Episcopal Press and News
Provinces Sponsor Youth Social Action Projects
Episcopal News Service. April 24, 1986 [86088]
NEW YORK (DPS, April 24) -- "To a large degree, the Church doesn't think of social action ministry for kids" but that's changing, according to Bobbie Bevill, youth ministries coordinator at the Episcopal Church Center. The change is coming through a series of provincial youth social action projects now in process in the eight domestic provinces of the Episcopal Church.
The program had its origins in requests from youth and their leaders who wanted a way to "do something nice for someone." A September 1984 meeting of a youth ministries' national social action design team made up of one adult layperson, one youth and one clergy representative from each of the domestic provinces drew up a purpose statement which reads: "Our purpose is to create a framework for ongoing Christian social action programs which provide tangible ways to express how much we care about the people of the world." The design team now meets annually.
Last year, there were youth social action programs in Provinces VI, VII and VIII, but this year, all eight provinces have programs. Among them are the following:
- The Province I project is called "FaithWorks 86" and will run from June 28-July 10. The time will be divided between inner-city Bridgeport, Conn. and a mountain-top farm near West Rupert, Vt. The building of Christian community among participants, ages 15-19, is a major purpose of the program, whose bilingual brochure also states, "This community of young people will minister at each location by helping existing social action programs or by undertaking special social action projects as suggested by the local community.
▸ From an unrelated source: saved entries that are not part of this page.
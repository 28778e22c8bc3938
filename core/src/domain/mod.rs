//! Domain layer - entities and event wire types

pub mod entities;
pub mod events;

pub use entities::*;
pub use events::AuthzEvent;
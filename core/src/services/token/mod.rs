//! Token verification services

pub mod key_resolver;
pub mod verifier;

pub use key_resolver::KeyResolver;
pub use verifier::TokenVerifier;
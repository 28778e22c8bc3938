//! In-memory fanout broker.
//!
//! Stands in for the external fanout exchange in tests and single-host
//! deployments: every subscriber of a channel receives every message
//! published to it. Delivery is lossy for subscribers that stop draining
//! their queue, mirroring how a real broker sheds slow consumers.

use dashmap::DashMap;
use tokio::sync::mpsc;
use tracing::warn;

use async_trait::async_trait;

use authz_core::errors::DomainResult;
use authz_core::services::MessageBroker;

const SUBSCRIBER_QUEUE_DEPTH: usize = 256;

/// Process-local fanout broker keyed by channel name.
#[derive(Default)]
pub struct InMemoryBroker {
    subscribers: DashMap<String, Vec<mpsc::Sender<Vec<u8>>>>,
}

impl InMemoryBroker {
    pub fn new() -> Self {
        Self::default()
    }

    /// Number of live subscriptions on `channel`
    pub fn subscriber_count(&self, channel: &str) -> usize {
        self.subscribers
            .get(channel)
            .map(|subs| subs.iter().filter(|tx| !tx.is_closed()).count())
            .unwrap_or(0)
    }
}

#[async_trait]
impl MessageBroker for InMemoryBroker {
    async fn publish(&self, channel: &str, payload: Vec<u8>) -> DomainResult<()> {
        let Some(mut subs) = self.subscribers.get_mut(channel) else {
            // Fanout with no subscribers delivers to no one
            return Ok(());
        };

        subs.retain(|tx| !tx.is_closed());
        for tx in subs.iter() {
            if tx.try_send(payload.clone()).is_err() {
                warn!(channel, "dropping message for saturated subscriber");
            }
        }
        Ok(())
    }

    async fn subscribe(&self, channel: &str) -> DomainResult<mpsc::Receiver<Vec<u8>>> {
        let (tx, rx) = mpsc::channel(SUBSCRIBER_QUEUE_DEPTH);
        self.subscribers
            .entry(channel.to_string())
            .or_default()
            .push(tx);
        Ok(rx)
    }
}
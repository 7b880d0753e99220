use thiserror::Error;

#[derive(Error, Debug)]
pub enum MatchError {
    #[error("Table not found: {0}")]
    TableNotFound(String),

    #[error("Column '{column}' not found in table '{table}'")]
    ColumnNotFound { table: String, column: String },

    #[error("Table already exists: {0}")]
    DuplicateTable(String),

    #[error("Invalid argument: {0}")]
    InvalidArgument(String),

    #[error("Ingestion error: {0}")]
    Ingestion(String),

    #[error("IO error: {0}")]
    Io(#[from] std::io::Error),

    #[error("JSON error: {0}")]
    Json(#[from] serde_json::Error),

    #[error("CSV error: {0}")]
    Csv(#[from] csv::Error),
}

pub type Result<T> = std::result::Result<T, MatchError>;
// Import from library crate
use tablematch::ambiguity::Selections;
use tablematch::ingestion;
use tablematch::service::{MatchRequest, MatchService, MultiMatchRequest, SearchRequest};
use tablematch::store::TableStore;

use anyhow::{Context, Result};
use clap::{Parser, Subcommand};
use serde::Serialize;
use std::path::PathBuf;
use std::sync::Arc;
use tracing::info;
use tracing_subscriber::EnvFilter;

#[derive(Parser)]
#[command(name = "tablematch")]
#[command(about = "In-memory table registry and cross-table match engine")]
#[command(version)]
struct Args {
    /// Directory of CSV files loaded as tables (table name = file stem)
    #[arg(short, long, default_value = "data")]
    data_dir: PathBuf,

    #[command(subcommand)]
    command: Commands,
}

#[derive(Subcommand)]
enum Commands {
    /// List loaded tables
    Tables,

    /// Show one page of a table
    Page {
        /// Table name
        table: String,

        /// 1-indexed page number
        #[arg(long, default_value_t = 1)]
        page: usize,

        /// Rows per page
        #[arg(long, default_value_t = 50)]
        page_size: usize,
    },

    /// Search a table for a case-insensitive substring
    Search {
        /// Table name
        table: String,

        /// Search term (empty returns all rows)
        term: String,

        /// Restrict the search to one column
        #[arg(long)]
        column: Option<String>,
    },

    /// Match a source column against one target table
    Match {
        /// Source table name
        source: String,

        /// Source column holding the join key
        source_column: String,

        /// Target table name
        target: String,

        /// Target column compared against the source key
        target_match_column: String,

        /// Target column to project into the result (repeatable)
        #[arg(short = 'c', long = "column", required = true)]
        columns: Vec<String>,

        /// Resolve an ambiguous key: KEY=CANDIDATE_INDEX (repeatable)
        #[arg(long = "select", value_parser = parse_selection)]
        selections: Vec<(String, usize)>,
    },

    /// Run a multi-target match from a JSON request file
    MultiMatch {
        /// Path to a JSON MultiMatchRequest
        #[arg(long)]
        spec: PathBuf,
    },
}

fn parse_selection(s: &str) -> std::result::Result<(String, usize), String> {
    let (key, index) = s
        .split_once('=')
        .ok_or_else(|| format!("expected KEY=INDEX, got '{}'", s))?;
    let index = index
        .parse::<usize>()
        .map_err(|_| format!("candidate index must be a number, got '{}'", index))?;
    Ok((key.to_string(), index))
}

fn main() -> Result<()> {
    tracing_subscriber::fmt()
        .with_env_filter(
            EnvFilter::try_from_default_env().unwrap_or_else(|_| EnvFilter::new("info")),
        )
        .init();

    let args = Args::parse();

    let store = Arc::new(TableStore::new());
    let service = MatchService::new(store.clone());
    load_data_dir(&store, &args.data_dir)?;

    match args.command {
        Commands::Tables => print_json(&service.list_tables())?,
        Commands::Page {
            table,
            page,
            page_size,
        } => print_json(&service.get_table_page(&table, page, page_size)?)?,
        Commands::Search {
            table,
            term,
            column,
        } => {
            let response = service.search(SearchRequest {
                table_name: table,
                search_term: term,
                search_column: column,
            })?;
            print_json(&response)?;
        }
        Commands::Match {
            source,
            source_column,
            target,
            target_match_column,
            columns,
            selections,
        } => {
            let selections: Option<Selections> = if selections.is_empty() {
                None
            } else {
                Some(selections.into_iter().collect())
            };
            let response = service.match_tables(MatchRequest {
                source_table: source,
                source_column,
                target_table: target,
                target_match_column,
                target_columns: columns,
                selections,
            })?;
            print_json(&response)?;
        }
        Commands::MultiMatch { spec } => {
            let text = std::fs::read_to_string(&spec)
                .with_context(|| format!("failed to read spec file {}", spec.display()))?;
            let request: MultiMatchRequest =
                serde_json::from_str(&text).context("failed to parse multi-match request")?;
            print_json(&service.multi_match(request)?)?;
        }
    }

    Ok(())
}

/// Load every *.csv in the data directory, in filename order so table
/// insertion order is deterministic.
fn load_data_dir(store: &TableStore, dir: &PathBuf) -> Result<()> {
    let mut paths: Vec<PathBuf> = std::fs::read_dir(dir)
        .with_context(|| format!("failed to read data dir {}", dir.display()))?
        .filter_map(|entry| entry.ok().map(|e| e.path()))
        .filter(|p| p.extension().and_then(|e| e.to_str()) == Some("csv"))
        .collect();
    paths.sort();

    for path in &paths {
        let table = ingestion::table_from_csv_path(path)
            .with_context(|| format!("failed to ingest {}", path.display()))?;
        store.register(table)?;
    }
    info!(tables = paths.len(), dir = %dir.display(), "data directory loaded");
    Ok(())
}

fn print_json<T: Serialize>(value: &T) -> Result<()> {
    println!("{}", serde_json::to_string_pretty(value)?);
    Ok(())
}
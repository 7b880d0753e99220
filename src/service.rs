//! Service facade - the request/response contract the client drives
//!
//! Thin handler over an `Arc<TableStore>`: validates request fields,
//! resolves tables under one read snapshot, delegates to the join engine
//! and shapes the wire-level payloads. Wire framing (HTTP or otherwise) is
//! the caller's concern.

use crate::ambiguity::Selections;
use crate::error::{MatchError, Result};
use crate::join::{self, MatchOutcome, TargetSpec};
use crate::store::TableStore;
use crate::table::{Row, Table, TableSummary};
use serde::{Deserialize, Serialize};
use std::collections::BTreeMap;
use std::sync::Arc;
use tracing::info;

#[derive(Debug, Serialize)]
pub struct RegisterResponse {
    pub table_name: String,
    pub rows: usize,
    pub columns: Vec<String>,
    pub message: String,
}

#[derive(Debug, Serialize)]
pub struct TablePageResponse {
    pub table_name: String,
    pub columns: Vec<String>,
    pub data: Vec<Row>,
    pub page: usize,
    pub page_size: usize,
    pub total: usize,
}

#[derive(Debug, Serialize)]
pub struct DeleteResponse {
    pub message: String,
}

#[derive(Debug, Deserialize)]
pub struct SearchRequest {
    pub table_name: String,
    pub search_term: String,
    #[serde(default)]
    pub search_column: Option<String>,
}

#[derive(Debug, Serialize)]
pub struct SearchResponse {
    pub table_name: String,
    pub search_term: String,
    pub search_column: Option<String>,
    pub data: Vec<Row>,
    pub total: usize,
}

/// Single-target match request. `selections` is absent on the first call
/// and carries the user's choices on the retry.
#[derive(Debug, Clone, Deserialize)]
pub struct MatchRequest {
    pub source_table: String,
    pub source_column: String,
    pub target_table: String,
    pub target_match_column: String,
    pub target_columns: Vec<String>,
    #[serde(default)]
    pub selections: Option<Selections>,
}

#[derive(Debug, Serialize)]
#[serde(tag = "status", rename_all = "snake_case")]
pub enum MatchResponse {
    Ok {
        source_table: String,
        target_table: String,
        columns: Vec<String>,
        data: Vec<Row>,
        total: usize,
    },
    NeedSelection {
        message: String,
        multi_value_keys: BTreeMap<String, Vec<Row>>,
    },
}

#[derive(Debug, Clone, Deserialize)]
pub struct MultiMatchRequest {
    pub source_table: String,
    pub source_column: String,
    pub targets: Vec<TargetSpec>,
}

#[derive(Debug, Serialize)]
pub struct MultiMatchResponse {
    pub source_table: String,
    pub target_tables: Vec<String>,
    pub columns: Vec<String>,
    pub data: Vec<Row>,
    pub total: usize,
}

/// API handler over the shared table store.
pub struct MatchService {
    store: Arc<TableStore>,
}

impl MatchService {
    pub fn new(store: Arc<TableStore>) -> Self {
        Self { store }
    }

    /// Register an already-parsed table. File parsing happens upstream;
    /// the service only receives columns and rows.
    pub fn register_table(
        &self,
        name: &str,
        columns: Vec<String>,
        rows: Vec<Row>,
    ) -> Result<RegisterResponse> {
        let table = Table::new(name, columns, rows)?;
        let summary = self.store.register(table)?;
        Ok(RegisterResponse {
            message: format!("Table '{}' registered", summary.name),
            table_name: summary.name,
            rows: summary.row_count,
            columns: summary.columns,
        })
    }

    pub fn list_tables(&self) -> Vec<TableSummary> {
        self.store.list()
    }

    pub fn get_table_page(
        &self,
        name: &str,
        page: usize,
        page_size: usize,
    ) -> Result<TablePageResponse> {
        let page_data = self.store.get_page(name, page, page_size)?;
        Ok(TablePageResponse {
            table_name: name.to_string(),
            columns: page_data.columns,
            data: page_data.rows,
            page: page_data.page,
            page_size: page_data.page_size,
            total: page_data.total,
        })
    }

    pub fn delete_table(&self, name: &str) -> Result<DeleteResponse> {
        self.store.delete(name)?;
        Ok(DeleteResponse {
            message: format!("Table '{}' deleted", name),
        })
    }

    pub fn search(&self, request: SearchRequest) -> Result<SearchResponse> {
        require_field(&request.table_name, "table_name")?;
        let hits = self.store.search(
            &request.table_name,
            &request.search_term,
            request.search_column.as_deref(),
        )?;
        Ok(SearchResponse {
            table_name: request.table_name,
            search_term: request.search_term,
            search_column: request.search_column,
            total: hits.total,
            data: hits.rows,
        })
    }

    /// Single-target match: inner join with the two-phase ambiguity
    /// protocol. The engine holds no state between the two calls; the
    /// caller resubmits the same request plus `selections`.
    pub fn match_tables(&self, request: MatchRequest) -> Result<MatchResponse> {
        require_field(&request.source_table, "source_table")?;
        require_field(&request.source_column, "source_column")?;
        require_field(&request.target_table, "target_table")?;
        require_field(&request.target_match_column, "target_match_column")?;
        if request.target_columns.is_empty() {
            return Err(MatchError::InvalidArgument(
                "missing required field: target_columns".to_string(),
            ));
        }

        info!(
            source = %request.source_table,
            target_table = %request.target_table,
            retry = request.selections.is_some(),
            "match requested"
        );

        let spec = TargetSpec {
            target_table: request.target_table.clone(),
            target_match_column: request.target_match_column.clone(),
            target_columns: request.target_columns.clone(),
            conditions: vec![],
        };

        let snapshot = self.store.read();
        let source = snapshot.get(&request.source_table)?;
        let target = snapshot.get(&request.target_table)?;

        let outcome = join::single_match(
            source,
            &request.source_column,
            target,
            &spec,
            request.selections.as_ref(),
        )?;

        Ok(match outcome {
            MatchOutcome::Complete(result) => MatchResponse::Ok {
                source_table: result.source_table,
                target_table: request.target_table,
                columns: result.columns,
                data: result.rows,
                total: result.total,
            },
            MatchOutcome::NeedSelection(report) => MatchResponse::NeedSelection {
                message: format!(
                    "{} key(s) matched multiple rows; resubmit with selections",
                    report.key_count()
                ),
                multi_value_keys: report.multi_value_keys,
            },
        })
    }

    /// Multi-target match: left join against each target, first candidate
    /// wins on multiplicity. Never interactive.
    pub fn multi_match(&self, request: MultiMatchRequest) -> Result<MultiMatchResponse> {
        require_field(&request.source_table, "source_table")?;
        require_field(&request.source_column, "source_column")?;
        if request.targets.is_empty() {
            return Err(MatchError::InvalidArgument(
                "missing required field: targets".to_string(),
            ));
        }
        for target in &request.targets {
            require_field(&target.target_table, "target_table")?;
            require_field(&target.target_match_column, "target_match_column")?;
        }

        info!(
            source = %request.source_table,
            targets = request.targets.len(),
            "multi-match requested"
        );

        let snapshot = self.store.read();
        let source = snapshot.get(&request.source_table)?;
        let targets = request
            .targets
            .iter()
            .map(|spec| Ok((snapshot.get(&spec.target_table)?, spec)))
            .collect::<Result<Vec<_>>>()?;

        let result = join::multi_match(source, &request.source_column, &targets)?;
        Ok(MultiMatchResponse {
            source_table: result.source_table,
            target_tables: result.target_tables,
            columns: result.columns,
            data: result.rows,
            total: result.total,
        })
    }
}

fn require_field(value: &str, name: &str) -> Result<()> {
    if value.trim().is_empty() {
        Err(MatchError::InvalidArgument(format!(
            "missing required field: {}",
            name
        )))
    } else {
        Ok(())
    }
}
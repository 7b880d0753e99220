//! CSV ingestion - the leaf that turns exported files into tables
//!
//! The engine itself only ever sees parsed tables; this module is the
//! ingestion step feeding it. Header row becomes the column list, the
//! table name is the file stem, and cells are coerced null/bool/number
//! before falling back to string.

use crate::error::{MatchError, Result};
use crate::table::{Row, Table};
use crate::value::CellValue;
use csv::ReaderBuilder;
use std::io::Read;
use std::path::Path;

/// Parse a CSV file into a table named after the file stem.
pub fn table_from_csv_path(path: &Path) -> Result<Table> {
    let name = path
        .file_stem()
        .and_then(|s| s.to_str())
        .ok_or_else(|| {
            MatchError::Ingestion(format!("cannot derive table name from '{}'", path.display()))
        })?
        .to_string();
    let file = std::fs::File::open(path)?;
    table_from_csv(&name, file)
}

/// Parse CSV text from any reader. The first record is the header row.
pub fn table_from_csv(name: &str, reader: impl Read) -> Result<Table> {
    let mut rdr = ReaderBuilder::new()
        .has_headers(true)
        .flexible(true)
        .from_reader(reader);

    let columns: Vec<String> = rdr
        .headers()
        .map_err(|e| MatchError::Ingestion(format!("failed to read CSV headers: {}", e)))?
        .iter()
        .map(|h| h.trim().to_string())
        .collect();

    let mut rows = Vec::new();
    for record in rdr.records() {
        let record = record?;
        let row: Row = columns
            .iter()
            .enumerate()
            .map(|(i, col)| {
                let cell = record.get(i).map(coerce_cell).unwrap_or(CellValue::Null);
                (col.clone(), cell)
            })
            .collect();
        rows.push(row);
    }

    Table::new(name, columns, rows)
}

/// Coerce a raw CSV cell: empty becomes null, then bool, integer and float
/// parses are tried before falling back to the trimmed string.
fn coerce_cell(s: &str) -> CellValue {
    let trimmed = s.trim();
    if trimmed.is_empty() {
        return CellValue::Null;
    }

    if trimmed.eq_ignore_ascii_case("true") {
        return CellValue::Bool(true);
    }
    if trimmed.eq_ignore_ascii_case("false") {
        return CellValue::Bool(false);
    }

    if let Ok(i) = trimmed.parse::<i64>() {
        return CellValue::Number(i as f64);
    }
    if let Ok(f) = trimmed.parse::<f64>() {
        if f.is_finite() {
            return CellValue::Number(f);
        }
    }

    CellValue::Str(trimmed.to_string())
}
An opportunity will be offered for on-going reflection during the two-week program, as participants move from talking about our Christian ideals to acting on these beliefs." The action will include housing rehabilitation; visiting those in prisons, hospitals and nursing homes; tutoring; work in soup kitchen and food distribution programs; work on a dairy farm; clearing wooded paths; and light construction work.
- Province III has set up its youth social action program for work in Panama. Organizer Betty L. Creamer of the Diocese of Pennsylvania has visited Panama and talked with Bishop James Ottley and Glenda McQueen, who is responsible for youth ministry there, in order to insure that participants not only get exposure to a different culture but also contribute -- do something the diocese really needs. As a result, participants in the July 25-Aug. 8 program will begin with an orientation day in Panama City, then go to Santa Clara on the Pacific Coast to replace the roof on a diocesan conference center there. From Santa Clara, they return to the capital, then move on to Bocas Del Toro, an island in the Caribbean, where they will stay with local families and do repairs on the Church of Santa Maria. A day off in Panama City precedes their return to the United States. Creamer already has more applications than she has available places.
- Province V is planning two projects this year, one urban, one rural. According to their brochure, "the areas to be served in 1986 have been selected by a 'bidding' process, through which the community was asked to identify areas of local need, and to demonstrate ways in which the local community would be involved and benefit in the long term by the particular project." The June 21-28 rural project is located in the Diocese of Quincy, in Pike County, Ill., an area with a substantial elderly population and which has been hard hit by unemployment and the agricultural crisis. The urban project will be at St. Peter's Church, in one of the most economically depressed areas of Detroit, Aug. 2-9. St. Peter's, whose congregation includes street people, Jamaicans, Native Americans, university students and staff, suburbanites and a group of the Mar Thoma Church from India, runs one of the largest soup kitchens in Detroit and is the base for a cooperative renovation service for low income families in the surrounding neighborhood. Participants in both projects will be working not only to help individuals but to raise the pride of the respective communities and to raise their own consciousness of those communities' needs.
Funds for the annual national meeting of the design team and some seed money have come from the Office for Ministry Development at the Episcopal Church Center. The rest of the work is done on the provincial level. Bevill calls the projects "really a cooperative effort between us and the provinces," and adds, "We're excited about it."